We used a structural equation model to estimate the correlation between partners and relatives in their genetic signal, or underlying genetic factors, for a trait. This approach is computationally efficient and can be applied in cases where only polygenic scores are available but not raw genomic data. Nevertheless, simulations showed that the model could reconstruct full genetic correlations, as well as other parameters. Correcting for measurement error is one of the main advantages of using structural equation modelling. Correcting polygenic scores for measurement error to extract the genetic signal is not yet common practice, but approaches for estimating latent genetic effects have been described32,42. This allowed us to scale up the genetic correlations to infer associations between the full set of genetic variants giving rise to the phenotypes rather than between the polygenic scores. The model disentangles the proportion of genetic signal (s2) in the polygenic scores and may be informative about the comprehensiveness of the polygenic score as an indicator of genetic risk in the target sample. Because of this, the results were consistent across different versions of the polygenic scores. Ideally, the latent genetic factor should be modelled as the sum of two components—trait-increasing alleles included in the polygenic score (A) plus trait-increasing alleles not included in the polygenic (B) score34. The polygenic score itself should then be modelled as the sum of trait-increasing alleles (A) and measurement error. This would have enabled us to distinguish measurement error from partialness of the polygenic scores. However, there were not enough degrees of freedom in the present data, and estimating the resulting correlations was sufficient to reach our objectives. Estimating direct versus indirect mating and shared environmental influences provides a more comprehensive understanding of the processes that give rise to phenotypic and genetic similarity. The inclusion of shared environment did, however, increase the width of the confidence intervals. Structural equation models can flexibly be adapted. We therefore believe that variations of the model can be applied to other research questions than ours.

Our study has several advantages, such as a large population-based sample with a high participation rate. Nevertheless, the findings must be interpreted in the light of some limitations: First, the latent genetic factor includes variance shared by the polygenic score and the mated phenotype. If the phenotypes are differentially operationalized or assessed in discovery and target samples, h and s may be smaller and the residuals larger. Thus, the interpretation of the model depends on the similarity between the GWASed and target phenotype and is only straightforward when these are the same. Second, the rGenSi model makes certain simplifying assumptions. Extensive simulations indicated that the model provided the expected results. In addition, the empirical results that could be compared with previous studies were mainly in line with these. However, we did not include covariance between an individual’s latent genetic and environmental factors, which would be expected under vertical transmission. Assuming independence is a limitation of the current model and it remains to be determined how this influences the results in various scenarios. We also relied on previous GWAS to construct the polygenic scores. Assortative mating and parental indirect genetic effects may have influenced these studies and thereby also inflated our estimates of heritability. If we have overestimated heritability, genetic correlations between relatives will most likely also be inflated. Recent studies are exploring how these phenomena influence genomic studies and how to counteract this43,44,45. Third, all participants were expecting parents as our sample was based on a pregnancy cohort, and we could not study the role of selective fertility for genetic variance. Fourth, there is some selective participation in MoBa46 that is plausibly enhanced among families where both parents participate. Fifth, although we attempted to adjust for population structure by including the first 50 principal components, we cannot rule out the effects of residual population structure28,47. For example, some parts of the spousal correlations could be due to assortment on social factors such as place of birth rather than assortment on phenotypes. Sixth, the MoBa sample is homogenous and mostly of European ancestry, potentially constraining generalizability to similar ethnicities.
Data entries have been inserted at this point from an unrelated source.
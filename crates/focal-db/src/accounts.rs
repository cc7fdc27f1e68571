//! Account repository implementation.

use async_trait::async_trait;
use sqlx::{Pool, Postgres, Row};
use uuid::Uuid;

use focal_core::{
    Account, AccountRepository, CreateAccountRequest, Error, Result, UpdateSettingsRequest,
};

const ACCOUNT_COLUMNS: &str = "id, email, username, password_hash, avatar_url, theme, timezone, \
     language, plan, work_start_time, work_end_time, break_duration, focus_session_duration, \
     ai_coaching_enabled, ai_notifications_enabled, ai_analysis_frequency, notion_enabled, \
     github_enabled, last_login_at, created_at, updated_at";

pub(crate) fn map_account(row: sqlx::postgres::PgRow) -> Account {
    Account {
        id: row.get("id"),
        email: row.get("email"),
        username: row.get("username"),
        password_hash: row.get("password_hash"),
        avatar_url: row.get("avatar_url"),
        theme: row.get("theme"),
        timezone: row.get("timezone"),
        language: row.get("language"),
        plan: row.get("plan"),
        work_start_time: row.get("work_start_time"),
        work_end_time: row.get("work_end_time"),
        break_duration: row.get("break_duration"),
        focus_session_duration: row.get("focus_session_duration"),
        ai_coaching_enabled: row.get("ai_coaching_enabled"),
        ai_notifications_enabled: row.get("ai_notifications_enabled"),
        ai_analysis_frequency: row.get("ai_analysis_frequency"),
        notion_enabled: row.get("notion_enabled"),
        github_enabled: row.get("github_enabled"),
        last_login_at: row.get("last_login_at"),
        created_at: row.get("created_at"),
        updated_at: row.get("updated_at"),
    }
}

/// PostgreSQL implementation of AccountRepository.
#[derive(Clone)]
pub struct PgAccountRepository {
    pool: Pool<Postgres>,
}

impl PgAccountRepository {
    pub fn new(pool: Pool<Postgres>) -> Self {
        Self { pool }
    }
}

#[async_trait]
impl AccountRepository for PgAccountRepository {
    async fn insert(&self, req: CreateAccountRequest) -> Result<Account> {
        let id = Uuid::now_v7();

        let row = sqlx::query(&format!(
            "INSERT INTO accounts (id, email, username, password_hash, avatar_url) \
             VALUES ($1, $2, $3, $4, $5) \
             RETURNING {ACCOUNT_COLUMNS}"
        ))
        .bind(id)
        .bind(&req.email)
        .bind(&req.username)
        .bind(&req.password_hash)
        .bind(&req.avatar_url)
        .fetch_one(&self.pool)
        .await
        .map_err(Error::Database)?;

        Ok(map_account(row))
    }

    async fn fetch(&self, id: Uuid) -> Result<Option<Account>> {
        let row = sqlx::query(&format!(
            "SELECT {ACCOUNT_COLUMNS} FROM accounts WHERE id = $1"
        ))
        .bind(id)
        .fetch_optional(&self.pool)
        .await
        .map_err(Error::Database)?;

        Ok(row.map(map_account))
    }

    async fn fetch_by_email(&self, email: &str) -> Result<Option<Account>> {
        let row = sqlx::query(&format!(
            "SELECT {ACCOUNT_COLUMNS} FROM accounts WHERE email = $1"
        ))
        .bind(email)
        .fetch_optional(&self.pool)
        .await
        .map_err(Error::Database)?;

        Ok(row.map(map_account))
    }

    async fn record_login(&self, id: Uuid) -> Result<()> {
        sqlx::query("UPDATE accounts SET last_login_at = now() WHERE id = $1")
            .bind(id)
            .execute(&self.pool)
            .await
            .map_err(Error::Database)?;
        Ok(())
    }

    async fn update_settings(&self, id: Uuid, req: UpdateSettingsRequest) -> Result<Account> {
        if req.is_empty() {
            return self.fetch(id).await?.ok_or(Error::AccountNotFound(id));
        }

        let mut sets: Vec<String> = Vec::new();
        let mut idx = 1usize;

        if req.theme.is_some() {
            sets.push(format!("theme = ${}", idx));
            idx += 1;
        }
        if req.timezone.is_some() {
            sets.push(format!("timezone = ${}", idx));
            idx += 1;
        }
        if req.language.is_some() {
            sets.push(format!("language = ${}", idx));
            idx += 1;
        }
        if req.work_start_time.is_some() {
            sets.push(format!("work_start_time = ${}", idx));
            idx += 1;
        }
        if req.work_end_time.is_some() {
            sets.push(format!("work_end_time = ${}", idx));
            idx += 1;
        }
        if req.break_duration.is_some() {
            sets.push(format!("break_duration = ${}", idx));
            idx += 1;
        }
        if req.focus_session_duration.is_some() {
            sets.push(format!("focus_session_duration = ${}", idx));
            idx += 1;
        }
        if req.ai_coaching_enabled.is_some() {
            sets.push(format!("ai_coaching_enabled = ${}", idx));
            idx += 1;
        }
        if req.ai_notifications_enabled.is_some() {
            sets.push(format!("ai_notifications_enabled = ${}", idx));
            idx += 1;
        }
        if req.ai_analysis_frequency.is_some() {
            sets.push(format!("ai_analysis_frequency = ${}", idx));
            idx += 1;
        }

        let sql = format!(
            "UPDATE accounts SET {}, updated_at = now() WHERE id = ${} RETURNING {ACCOUNT_COLUMNS}",
            sets.join(", "),
            idx
        );

        let mut query = sqlx::query(&sql);
        if let Some(v) = &req.theme {
            query = query.bind(v);
        }
        if let Some(v) = &req.timezone {
            query = query.bind(v);
        }
        if let Some(v) = &req.language {
            query = query.bind(v);
        }
        if let Some(v) = &req.work_start_time {
            query = query.bind(v);
        }
        if let Some(v) = &req.work_end_time {
            query = query.bind(v);
        }
        if let Some(v) = req.break_duration {
            query = query.bind(v);
        }
        if let Some(v) = req.focus_session_duration {
            query = query.bind(v);
        }
        if let Some(v) = req.ai_coaching_enabled {
            query = query.bind(v);
        }
        if let Some(v) = req.ai_notifications_enabled {
            query = query.bind(v);
        }
        if let Some(v) = &req.ai_analysis_frequency {
            query = query.bind(v);
        }

        let row = query
            .bind(id)
            .fetch_optional(&self.pool)
            .await
            .map_err(Error::Database)?;

        row.map(map_account).ok_or(Error::AccountNotFound(id))
    }
}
This paper has four key findings. First, correlations between relatives’ polygenic scores may reflect only a part of the genetic similarity arising from assortative mating. We have presented a structural equation modelling approach to estimate genetic correlations between individuals when phenotypic data is available. Second, the application of this model to partners, siblings, and in-laws indicated high levels of genetic partner similarity for educational attainment and some partner similarity for height and depression. Phenotypes were correlated with partners’ and, in some cases, in-laws’ polygenic scores. Third, partner similarity in educational attainment and, to a smaller degree, in depression appeared not to be based directly on these phenotypes but rather on correlated phenotypes that we did not observe. Partner similarity in height resulted from direct phenotypic assortment only. Fourth, the genetic variances of educational attainment, height, and depression appeared to be in intergenerational equilibrium. Even though higher education has only been widespread for a few generations, individuals may in previous times have assorted on traits that predict educational attainment today. Hence, this study shows genetic similarities between extended family members and that assortative mating has taken place for several generations.

Methods

Ethics

The establishment of The Norwegian Mother, Father, and Child Cohort Study (MoBa) and initial data collection was based on a license from the Norwegian Data Protection Agency and approval from The Regional Committees for Medical and Health Research Ethics. The MoBa cohort is now based on regulations related to the Norwegian Health Registry Act. The current study was approved by The Regional Committees for Medical and Health Research Ethics, Southern and Eastern Norway (project# 2017/2205). Informed consent was obtained from all study participants. The consent allows linking with data from other sources. The participants did not receive monetary compensation.

Sample

MoBa is a population-based pregnancy cohort study conducted by the Norwegian Institute of Public Health48. Participants were recruited from all over Norway from 1999 to 2008. The women consented to participation in 41% of the pregnancies. The cohort now includes 114,500 children, 95,200 mothers and 75,200 fathers. The current study is based on version 12 of the quality-assured data files.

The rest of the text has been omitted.